Exercise 3: Now type
The aim of research in Natural Language Engineering (NLE) is to endow
computer systems with the ability to process natural language. This ability is
essential for applications such as information retrieval and web search,
information extraction and data mining, text summarization, and speech
technology.
And write for both sentences the context-free parse trees equivalent to the analyses
produced by Machinese Syntax.
1.2
Using Machinese Syntax from the command line
Machinese Syntax has a client-server architecture. The server runs
permanently on sh721. To use Machinese Syntax in your programs, you can
call the client, main-vanilla-client, passing sh721 and the port number
(19001) as arguments. The client can also be called from the command line, as
in the following example (you’ll need to set the Path variable first. Machinese
Syntax lives in C:\Conexor.)
C:\Conexor>echo "Kim saw the postman" | main-vanilla-client sh721 19001
1
Kim kim subj:>2 @SUBJ %NH N NOM SG
2
saw see main:>0 @+FMAINV %VA V PAST
3
the the det:>4 @DN> %>N DET
4
postman postman obj:>2 @OBJ %NH N NOM SG
5
<p> <p>
1
<s> <s>
Exercise 4: use main-vanilla-client as just shown to parse the example
sentence seen in the previous exercises.
1.3
Java API
Machinese Syntax can also be called using a socket interface. This is discussed
in the document cnxfdglinux.pdf in the Conexor folder, section “Using Java
client”.
2.
Publically available parsers
A number of parsers can be freely downloaded from the Web.
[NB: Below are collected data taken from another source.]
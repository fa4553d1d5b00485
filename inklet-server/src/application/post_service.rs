use crate::data::category_repository::CategoryRepository;
use crate::data::post_repository::{NewPost, PostPatch, PostRepository};
use crate::domain::error::DomainError;
use crate::domain::post::{CreatePostRequest, Post, UpdatePostRequest};

pub(crate) struct PostService<P: PostRepository, C: CategoryRepository> {
    posts: P,
    categories: C,
}

impl<P: PostRepository, C: CategoryRepository> PostService<P, C> {
    pub(crate) fn new(posts: P, categories: C) -> Self {
        Self { posts, categories }
    }

    pub(crate) async fn create_post(
        &self,
        author_id: i64,
        req: CreatePostRequest,
    ) -> Result<Post, DomainError> {
        let req = req.validate()?;
        self.ensure_category_exists(req.category_id).await?;

        let new_post = NewPost {
            title: req.title,
            body: req.body,
            author_id,
            category_id: req.category_id,
        };
        self.posts.create_post(new_post).await
    }

    pub(crate) async fn get_post(&self, id: i64) -> Result<Post, DomainError> {
        self.posts
            .get_post(id)
            .await?
            .ok_or(DomainError::NotFound(format!("post id: {id}")))
    }

    pub(crate) async fn update_post(
        &self,
        post_id: i64,
        req: UpdatePostRequest,
    ) -> Result<Post, DomainError> {
        let req = req.validate()?;
        if let Some(category_id) = req.category_id {
            self.ensure_category_exists(category_id).await?;
        }

        let patch = PostPatch {
            title: req.title,
            body: req.body,
            category_id: req.category_id,
        };
        self.posts
            .update_post(post_id, patch)
            .await?
            .ok_or(DomainError::NotFound(format!("post id: {post_id}")))
    }

    pub(crate) async fn delete_post(&self, post_id: i64) -> Result<(), DomainError> {
        let deleted = self.posts.delete_post(post_id).await?;
        if !deleted {
            return Err(DomainError::NotFound(format!("post id: {post_id}")));
        }
        Ok(())
    }

    pub(crate) async fn list_posts(&self) -> Result<Vec<Post>, DomainError> {
        self.posts.list_posts().await
    }

    /// The category reference must resolve at the moment of creation/update;
    /// reported as a field error, same shape as the payload constraints.
    async fn ensure_category_exists(&self, category_id: i64) -> Result<(), DomainError> {
        if !self.categories.category_exists(category_id).await? {
            return Err(DomainError::Validation {
                field: "category_id",
                message: "must reference an existing category",
            });
        }
        Ok(())
    }
}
See, e.g.,
 The OpenNLP site at Sourceforge: http://opennlp.sourceforge.net/
 Chris Manning’s list of NLP resources:
http://www-nlp.stanford.edu/fsnlp/probparse/
 The Natural Language Software Registry: http://registry.dfki.de/
In our group we use primarily the Charniak parser (see Chris Manning’s
pointers) and the RASP parser developed by Cambridge & Sussex. The
Charniak parser in particular is good to get the kind of representations
discussed in the lectures, although in Lisp format.